Segment Open

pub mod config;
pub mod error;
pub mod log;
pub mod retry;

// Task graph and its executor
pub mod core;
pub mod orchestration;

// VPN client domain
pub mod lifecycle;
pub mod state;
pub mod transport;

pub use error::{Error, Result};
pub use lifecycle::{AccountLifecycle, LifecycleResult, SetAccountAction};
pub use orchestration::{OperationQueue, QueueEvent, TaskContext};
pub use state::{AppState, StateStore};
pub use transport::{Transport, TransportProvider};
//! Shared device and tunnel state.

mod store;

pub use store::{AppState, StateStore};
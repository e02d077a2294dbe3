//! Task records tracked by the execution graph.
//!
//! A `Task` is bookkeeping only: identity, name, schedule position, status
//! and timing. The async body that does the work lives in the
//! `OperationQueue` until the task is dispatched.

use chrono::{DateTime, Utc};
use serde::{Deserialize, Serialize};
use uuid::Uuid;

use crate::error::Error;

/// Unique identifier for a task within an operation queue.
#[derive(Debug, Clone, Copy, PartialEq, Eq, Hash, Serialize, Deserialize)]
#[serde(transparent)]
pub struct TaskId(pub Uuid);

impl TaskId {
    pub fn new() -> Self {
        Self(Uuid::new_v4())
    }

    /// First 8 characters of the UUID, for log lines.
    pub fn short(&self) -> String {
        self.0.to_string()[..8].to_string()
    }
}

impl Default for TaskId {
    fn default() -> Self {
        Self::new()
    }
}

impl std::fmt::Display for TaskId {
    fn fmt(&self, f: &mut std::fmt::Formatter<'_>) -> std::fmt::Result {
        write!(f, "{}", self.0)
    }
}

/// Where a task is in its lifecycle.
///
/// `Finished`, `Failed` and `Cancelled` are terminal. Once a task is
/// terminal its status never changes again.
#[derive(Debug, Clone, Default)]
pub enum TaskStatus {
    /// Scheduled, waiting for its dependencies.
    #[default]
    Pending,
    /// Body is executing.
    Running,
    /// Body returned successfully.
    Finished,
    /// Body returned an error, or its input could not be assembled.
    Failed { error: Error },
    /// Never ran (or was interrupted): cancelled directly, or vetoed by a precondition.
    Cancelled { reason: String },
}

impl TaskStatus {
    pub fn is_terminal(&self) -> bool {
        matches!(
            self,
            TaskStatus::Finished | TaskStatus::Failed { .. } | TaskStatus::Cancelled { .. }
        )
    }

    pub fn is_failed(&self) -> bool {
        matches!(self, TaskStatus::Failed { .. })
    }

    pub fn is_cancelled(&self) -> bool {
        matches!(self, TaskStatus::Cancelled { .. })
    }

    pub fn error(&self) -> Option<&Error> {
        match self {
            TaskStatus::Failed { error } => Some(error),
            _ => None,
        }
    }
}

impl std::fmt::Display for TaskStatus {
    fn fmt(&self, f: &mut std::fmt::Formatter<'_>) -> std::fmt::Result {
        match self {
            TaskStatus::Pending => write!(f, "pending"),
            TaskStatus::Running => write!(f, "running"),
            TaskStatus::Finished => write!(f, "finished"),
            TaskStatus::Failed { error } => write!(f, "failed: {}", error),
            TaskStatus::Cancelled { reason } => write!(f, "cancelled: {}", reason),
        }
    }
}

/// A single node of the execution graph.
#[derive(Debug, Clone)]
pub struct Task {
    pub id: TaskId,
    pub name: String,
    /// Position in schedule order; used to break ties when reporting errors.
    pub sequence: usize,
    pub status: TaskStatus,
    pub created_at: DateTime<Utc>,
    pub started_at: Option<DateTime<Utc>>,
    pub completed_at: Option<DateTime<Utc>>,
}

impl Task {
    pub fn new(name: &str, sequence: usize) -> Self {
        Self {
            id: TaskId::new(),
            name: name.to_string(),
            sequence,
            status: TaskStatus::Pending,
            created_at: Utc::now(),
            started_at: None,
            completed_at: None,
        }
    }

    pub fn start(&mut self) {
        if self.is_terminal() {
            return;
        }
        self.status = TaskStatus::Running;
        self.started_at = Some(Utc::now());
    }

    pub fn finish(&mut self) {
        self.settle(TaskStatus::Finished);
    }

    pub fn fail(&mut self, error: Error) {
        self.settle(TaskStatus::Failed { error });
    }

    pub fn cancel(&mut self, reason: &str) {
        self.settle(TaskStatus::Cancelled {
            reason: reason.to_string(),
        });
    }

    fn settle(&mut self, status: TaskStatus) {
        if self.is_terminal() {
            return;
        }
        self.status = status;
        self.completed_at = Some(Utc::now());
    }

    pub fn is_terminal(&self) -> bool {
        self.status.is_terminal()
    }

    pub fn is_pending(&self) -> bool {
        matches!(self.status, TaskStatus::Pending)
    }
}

Segment Closed

Problem description =>
Every entry is to be restated exactly, with no line dropped.

Task solution =>
pub mod config;
pub mod error;
pub mod log;
pub mod retry;

// Task graph and its executor
pub mod core;
pub mod orchestration;

// VPN client domain
pub mod lifecycle;
pub mod state;
pub mod transport;

pub use error::{Error, Result};
pub use lifecycle::{AccountLifecycle, LifecycleResult, SetAccountAction};
pub use orchestration::{OperationQueue, QueueEvent, TaskContext};
pub use state::{AppState, StateStore};
pub use transport::{Transport, TransportProvider};
//! Shared device and tunnel state.

mod store;

pub use store::{AppState, StateStore};
repository e02d077a2294dbe3
//! Task records tracked by the execution graph.
//!
//! A `Task` is bookkeeping only: identity, name, schedule position, status
//! and timing. The async body that does the work lives in the
//! `OperationQueue` until the task is dispatched.

use chrono::{DateTime, Utc};
use serde::{Deserialize, Serialize};
use uuid::Uuid;

use crate::error::Error;

/// Unique identifier for a task within an operation queue.
#[derive(Debug, Clone, Copy, PartialEq, Eq, Hash, Serialize, Deserialize)]
#[serde(transparent)]
pub struct TaskId(pub Uuid);

impl TaskId {
    pub fn new() -> Self {
        Self(Uuid::new_v4())
    }

    /// First 8 characters of the UUID, for log lines.
    pub fn short(&self) -> String {
        self.0.to_string()[..8].to_string()
    }
}

impl Default for TaskId {
    fn default() -> Self {
        Self::new()
    }
}

impl std::fmt::Display for TaskId {
    fn fmt(&self, f: &mut std::fmt::Formatter<'_>) -> std::fmt::Result {
        write!(f, "{}", self.0)
    }
}

/// Where a task is in its lifecycle.
///
/// `Finished`, `Failed` and `Cancelled` are terminal. Once a task is
/// terminal its status never changes again.
#[derive(Debug, Clone, Default)]
pub enum TaskStatus {
    /// Scheduled, waiting for its dependencies.
    #[default]
    Pending,
    /// Body is executing.
    Running,
    /// Body returned successfully.
    Finished,
    /// Body returned an error, or its input could not be assembled.
    Failed { error: Error },
    /// Never ran (or was interrupted): cancelled directly, or vetoed by a precondition.
    Cancelled { reason: String },
}

impl TaskStatus {
    pub fn is_terminal(&self) -> bool {
        matches!(
            self,
            TaskStatus::Finished | TaskStatus::Failed { .. } | TaskStatus::Cancelled { .. }
        )
    }

    pub fn is_failed(&self) -> bool {
        matches!(self, TaskStatus::Failed { .. })
    }

    pub fn is_cancelled(&self) -> bool {
        matches!(self, TaskStatus::Cancelled { .. })
    }

    pub fn error(&self) -> Option<&Error> {
        match self {
            TaskStatus::Failed { error } => Some(error),
            _ => None,
        }
    }
}

impl std::fmt::Display for TaskStatus {
    fn fmt(&self, f: &mut std::fmt::Formatter<'_>) -> std::fmt::Result {
        match self {
            TaskStatus::Pending => write!(f, "pending"),
            TaskStatus::Running => write!(f, "running"),
            TaskStatus::Finished => write!(f, "finished"),
            TaskStatus::Failed { error } => write!(f, "failed: {}", error),
            TaskStatus::Cancelled { reason } => write!(f, "cancelled: {}", reason),
        }
    }
}

/// A single node of the execution graph.
#[derive(Debug, Clone)]
pub struct Task {
    pub id: TaskId,
    pub name: String,
    /// Position in schedule order; used to break ties when reporting errors.
    pub sequence: usize,
    pub status: TaskStatus,
    pub created_at: DateTime<Utc>,
    pub started_at: Option<DateTime<Utc>>,
    pub completed_at: Option<DateTime<Utc>>,
}

impl Task {
    pub fn new(name: &str, sequence: usize) -> Self {
        Self {
            id: TaskId::new(),
            name: name.to_string(),
            sequence,
            status: TaskStatus::Pending,
            created_at: Utc::now(),
            started_at: None,
            completed_at: None,
        }
    }

    pub fn start(&mut self) {
        if self.is_terminal() {
            return;
        }
        self.status = TaskStatus::Running;
        self.started_at = Some(Utc::now());
    }

    pub fn finish(&mut self) {
        self.settle(TaskStatus::Finished);
    }

    pub fn fail(&mut self, error: Error) {
        self.settle(TaskStatus::Failed { error });
    }

    pub fn cancel(&mut self, reason: &str) {
        self.settle(TaskStatus::Cancelled {
            reason: reason.to_string(),
        });
    }

    fn settle(&mut self, status: TaskStatus) {
        if self.is_terminal() {
            return;
        }
        self.status = status;
        self.completed_at = Some(Utc::now());
    }

    pub fn is_terminal(&self) -> bool {
        self.status.is_terminal()
    }

    pub fn is_pending(&self) -> bool {
        matches!(self.status, TaskStatus::Pending)
    }
}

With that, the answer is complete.